▸ **SOURCE MATERIAL**:

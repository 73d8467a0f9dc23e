//! Bounded image re-encoding.

use crate::error::{Result, StoreError};
use image::codecs::jpeg::JpegEncoder;
use image::imageops::FilterType;
use image::DynamicImage;

/// Limits applied when re-encoding uploaded images.
#[derive(Clone, Copy, Debug, PartialEq, Eq)]
pub struct ImageOptions {
    pub max_width: u32,
    pub max_height: u32,
    /// JPEG quality, 1-100.
    pub quality: u8,
}

impl Default for ImageOptions {
    fn default() -> Self {
        Self {
            max_width: 2000,
            max_height: 2000,
            quality: 85,
        }
    }
}

/// Decode `content`, shrink it to fit within the configured bounds
/// (aspect ratio kept, never enlarged) and re-compress it as JPEG.
///
/// The output is always JPEG regardless of the input format; alpha is
/// dropped.
pub fn optimize(content: &[u8], options: &ImageOptions) -> Result<Vec<u8>> {
    let decoded = image::load_from_memory(content)
        .map_err(|e| StoreError::Validation(format!("unreadable image: {e}")))?;

    let fitted = if decoded.width() > options.max_width || decoded.height() > options.max_height {
        decoded.resize(options.max_width, options.max_height, FilterType::Lanczos3)
    } else {
        decoded
    };

    let rgb = DynamicImage::ImageRgb8(fitted.to_rgb8());
    let mut out = Vec::new();
    let encoder = JpegEncoder::new_with_quality(&mut out, options.quality);
    rgb.write_with_encoder(encoder)
        .map_err(|e| StoreError::Image(e.to_string()))?;
    Ok(out)
}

▸ **WORK TO BE COMPLETED**: Please copy each record shown above exactly.

▸ **EXPECTED ANSWER**:
repository 73d8467a0f9dc23e
//! Bounded image re-encoding.

use crate::error::{Result, StoreError};
use image::codecs::jpeg::JpegEncoder;
use image::imageops::FilterType;
use image::DynamicImage;

/// Limits applied when re-encoding uploaded images.
#[derive(Clone, Copy, Debug, PartialEq, Eq)]
pub struct ImageOptions {
    pub max_width: u32,
    pub max_height: u32,
    /// JPEG quality, 1-100.
    pub quality: u8,
}

impl Default for ImageOptions {
    fn default() -> Self {
        Self {
            max_width: 2000,
            max_height: 2000,
            quality: 85,
        }
    }
}

/// Decode `content`, shrink it to fit within the configured bounds
/// (aspect ratio kept, never enlarged) and re-compress it as JPEG.
///
/// The output is always JPEG regardless of the input format; alpha is
/// dropped.
pub fn optimize(content: &[u8], options: &ImageOptions) -> Result<Vec<u8>> {
    let decoded = image::load_from_memory(content)
        .map_err(|e| StoreError::Validation(format!("unreadable image: {e}")))?;

    let fitted = if decoded.width() > options.max_width || decoded.height() > options.max_height {
        decoded.resize(options.max_width, options.max_height, FilterType::Lanczos3)
    } else {
        decoded
    };

    let rgb = DynamicImage::ImageRgb8(fitted.to_rgb8());
    let mut out = Vec::new();
    let encoder = JpegEncoder::new_with_quality(&mut out, options.quality);
    rgb.write_with_encoder(encoder)
        .map_err(|e| StoreError::Image(e.to_string()))?;
    Ok(out)
}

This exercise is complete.